While gains have been made in the promotion and protection of freedom of expression and access to information, such as adoption of legislation on access to information in a number of African States, there has been a race to enact cyber security laws, which can have the effect of reversing the gains of the past decade or so.

Esteemed guests, the Covid-19 pandemic has brought with it new challenges, which were unthinkable just two years ago.

The internet and social media tools have become more ubiquitous than ever before, with people working from home, while students have been fast-tracked into online learning. While it seems as if we are slowly emerging from the pandemic, its effects may be with us for much longer.

With the increased use of online technologies, citizens are unknowingly sharing private data. These digital footprints are a potential weapon, which, if accessed by hostile elements, can be used to undermine the right to privacy.

As advocates for freedom of expression, we have a responsibility to inform and educate our audiences about the importance of privacy and digital security.

Competencies in digital security and privacy are key in accessing information and freely expressing ourselves in this digital age. While these may seem like abstract issues at the moment, privacy will increasingly become central to how we communicate and receive information.

At the centre of the journalism profession is the protection of confidential sources of information, as stipulated in Principle 25 of the Declaration.

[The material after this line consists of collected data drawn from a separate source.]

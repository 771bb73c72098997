pub const DEFAULT_LIMIT_COMPUTATION_EXACT: u64 = 10_000_000;
pub const DEFAULT_CONFIDENCE_LEVEL: f64 = 0.95;
pub const CONTINUITY_CORRECTION: f64 = 0.5;
pub const HALDANE_CORRECTION: f64 = 0.5;
pub const FITTED_COUNT_TOLERANCE: f64 = 1e-10;
pub const FITTED_COUNT_MAX_ITER: usize = 200;
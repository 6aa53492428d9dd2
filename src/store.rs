use chrono::Utc;
use rusqlite::{Connection, OptionalExtension};
use serde_json::Value;
use std::fmt;
use std::path::Path;
use std::sync::OnceLock;
use uuid::Uuid;

/// Bundled seed fixture. Used both to populate a fresh workspace and as the
/// read fallback when a stored collection is missing or unreadable.
const SEED_JSON: &str = include_str!("../seed.json");

const LAST_SYNC_KEY: &str = "last_sync";
const SESSION_SECRET_KEY: &str = "session_secret";
const FRESHNESS_WINDOW_MS: i64 = 24 * 60 * 60 * 1000;

#[derive(Debug, Clone, Copy, PartialEq, Eq)]
pub enum Collection {
    Users,
    Activities,
    Portfolios,
    Notifications,
    Analytics,
    Events,
    UploadedFiles,
}

impl Collection {
    pub const ALL: [Collection; 7] = [
        Collection::Users,
        Collection::Activities,
        Collection::Portfolios,
        Collection::Notifications,
        Collection::Analytics,
        Collection::Events,
        Collection::UploadedFiles,
    ];

    pub fn key(self) -> &'static str {
        match self {
            Collection::Users => "users",
            Collection::Activities => "activities",
            Collection::Portfolios => "portfolios",
            Collection::Notifications => "notifications",
            Collection::Analytics => "analytics",
            Collection::Events => "events",
            Collection::UploadedFiles => "uploaded_files",
        }
    }
}

/// `add` refuses to append a record whose id is already present.
#[derive(Debug)]
pub struct DuplicateId(pub String);

impl fmt::Display for DuplicateId {
    fn fmt(&self, f: &mut fmt::Formatter<'_>) -> fmt::Result {
        write!(f, "record with id '{}' already exists", self.0)
    }
}

impl std::error::Error for DuplicateId {}

fn seed_document() -> &'static Value {
    static SEED: OnceLock<Value> = OnceLock::new();
    SEED.get_or_init(|| serde_json::from_str(SEED_JSON).expect("bundled seed.json is valid"))
}

fn seed_collection(c: Collection) -> Vec<Value> {
    seed_document()
        .get(c.key())
        .and_then(|v| v.as_array())
        .cloned()
        .unwrap_or_default()
}

/// Keyed JSON store over a per-workspace SQLite file. Each collection is one
/// row of the `storage` table holding a JSON array; `last_sync` and
/// `session_secret` share the table as scalar rows.
pub struct Store {
    conn: Connection,
}

impl Store {
    pub fn open(workspace: &Path) -> anyhow::Result<Store> {
        std::fs::create_dir_all(workspace)?;
        let conn = Connection::open(workspace.join("tracker.sqlite3"))?;
        conn.execute(
            "CREATE TABLE IF NOT EXISTS storage(
                key TEXT PRIMARY KEY,
                value TEXT NOT NULL
            )",
            [],
        )?;
        let store = Store { conn };
        store.initialize()?;
        Ok(store)
    }

    fn read_raw(&self, key: &str) -> Option<String> {
        self.conn
            .query_row("SELECT value FROM storage WHERE key = ?", [key], |r| {
                r.get(0)
            })
            .optional()
            .ok()
            .flatten()
    }

    fn write_raw(&self, key: &str, value: &str) -> anyhow::Result<()> {
        self.conn.execute(
            "INSERT INTO storage(key, value) VALUES(?, ?)
             ON CONFLICT(key) DO UPDATE SET value = excluded.value",
            (key, value),
        )?;
        Ok(())
    }

    /// Seed every collection unless the `last_sync` marker is younger than
    /// 24 hours. Idempotent; returns whether a reseed happened. This and
    /// `reset` are the only bulk-overwrite paths.
    pub fn initialize(&self) -> anyhow::Result<bool> {
        let now = Utc::now().timestamp_millis();
        if let Some(raw) = self.read_raw(LAST_SYNC_KEY) {
            if let Ok(ts) = raw.parse::<i64>() {
                if now - ts < FRESHNESS_WINDOW_MS {
                    return Ok(false);
                }
            }
        }
        self.write_seed()?;
        self.write_raw(LAST_SYNC_KEY, &now.to_string())?;
        Ok(true)
    }

    /// Unconditionally restore every collection to the bundled seed. The
    /// session secret survives so outstanding tokens stay valid.
    pub fn reset(&self) -> anyhow::Result<()> {
        self.write_seed()?;
        self.write_raw(LAST_SYNC_KEY, &Utc::now().timestamp_millis().to_string())
    }

    fn write_seed(&self) -> anyhow::Result<()> {
        for c in Collection::ALL {
            self.save(c, &seed_collection(c))?;
        }
        Ok(())
    }

    /// Read a collection. Never errors: a missing row, an unreadable store,
    /// or corrupted JSON all fall back to the bundled seed.
    pub fn collection(&self, c: Collection) -> Vec<Value> {
        if let Some(raw) = self.read_raw(c.key()) {
            if let Ok(Value::Array(items)) = serde_json::from_str(&raw) {
                return items;
            }
        }
        seed_collection(c)
    }

    /// Like `collection`, but deserialized; records that no longer parse as
    /// `T` are skipped rather than failing the whole read.
    pub fn typed<T: serde::de::DeserializeOwned>(&self, c: Collection) -> Vec<T> {
        self.collection(c)
            .into_iter()
            .filter_map(|v| serde_json::from_value(v).ok())
            .collect()
    }

    pub fn save(&self, c: Collection, items: &[Value]) -> anyhow::Result<()> {
        self.write_raw(c.key(), &serde_json::to_string(items)?)
    }

    pub fn find(&self, c: Collection, id: &str) -> Option<Value> {
        self.collection(c)
            .into_iter()
            .find(|v| record_id(v) == Some(id))
    }

    pub fn add(&self, c: Collection, item: Value) -> anyhow::Result<()> {
        let id = item
            .get("id")
            .and_then(Value::as_str)
            .ok_or_else(|| anyhow::anyhow!("record has no id"))?
            .to_string();
        let mut items = self.collection(c);
        if items.iter().any(|v| record_id(v) == Some(id.as_str())) {
            return Err(DuplicateId(id).into());
        }
        items.push(item);
        self.save(c, &items)
    }

    /// Shallow merge: top-level keys of `patch` overwrite the record's keys;
    /// list-valued fields are replaced whole, never merged element-wise.
    pub fn update(&self, c: Collection, id: &str, patch: &Value) -> anyhow::Result<Option<Value>> {
        let mut items = self.collection(c);
        let Some(slot) = items.iter_mut().find(|v| record_id(v) == Some(id)) else {
            return Ok(None);
        };
        if let (Some(obj), Some(patch_obj)) = (slot.as_object_mut(), patch.as_object()) {
            for (k, v) in patch_obj {
                obj.insert(k.clone(), v.clone());
            }
        }
        let updated = slot.clone();
        self.save(c, &items)?;
        Ok(Some(updated))
    }

    pub fn remove(&self, c: Collection, id: &str) -> anyhow::Result<bool> {
        let items = self.collection(c);
        let before = items.len();
        let kept: Vec<Value> = items
            .into_iter()
            .filter(|v| record_id(v) != Some(id))
            .collect();
        if kept.len() == before {
            return Ok(false);
        }
        self.save(c, &kept)?;
        Ok(true)
    }

    /// Per-store token-signing secret, minted on first use.
    pub fn session_secret(&self) -> anyhow::Result<String> {
        if let Some(secret) = self.read_raw(SESSION_SECRET_KEY) {
            return Ok(secret);
        }
        let secret = Uuid::new_v4().to_string();
        self.write_raw(SESSION_SECRET_KEY, &secret)?;
        Ok(secret)
    }
}

fn record_id(v: &Value) -> Option<&str> {
    v.get("id").and_then(Value::as_str)
}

If the right to privacy is undermined through digital surveillance, then fewer people will be willing to share information.

Citizens will also not be able to access information that is needed for them to make informed decisions about their lives.

As we celebrate World Press Freedom Day, we need to remind ourselves about the centrality of access to information and freedom of expression in our lives.

These rights are enabling rights which help us enjoy all other rights that are enshrined in our respective Constitutions and Bills of Rights.We have a duty to protect the right to freedom of information and freedom of expression. As journalists, civil society organisations (CSOs), corporates and governments, we have the immense responsibility of ensuring that new technologies work for us rather than against us!

Allow me to congratulate you, journalists, globally, continentally and regionally, for your resilience in such complex times, wherein you continue to discharge your duties.

Commissioner  Topsy-Sonoo is the Special Rapporteur on Freedom of Expression and Access to Information in Africa, a special mechanism of the African Commission on Human and Peoples’ Rights (the African Commission). The statement was made to the Media Institute of Southern Africa (MISA) Regional Conference on the Safety and Security of Journalists in Southern Africa.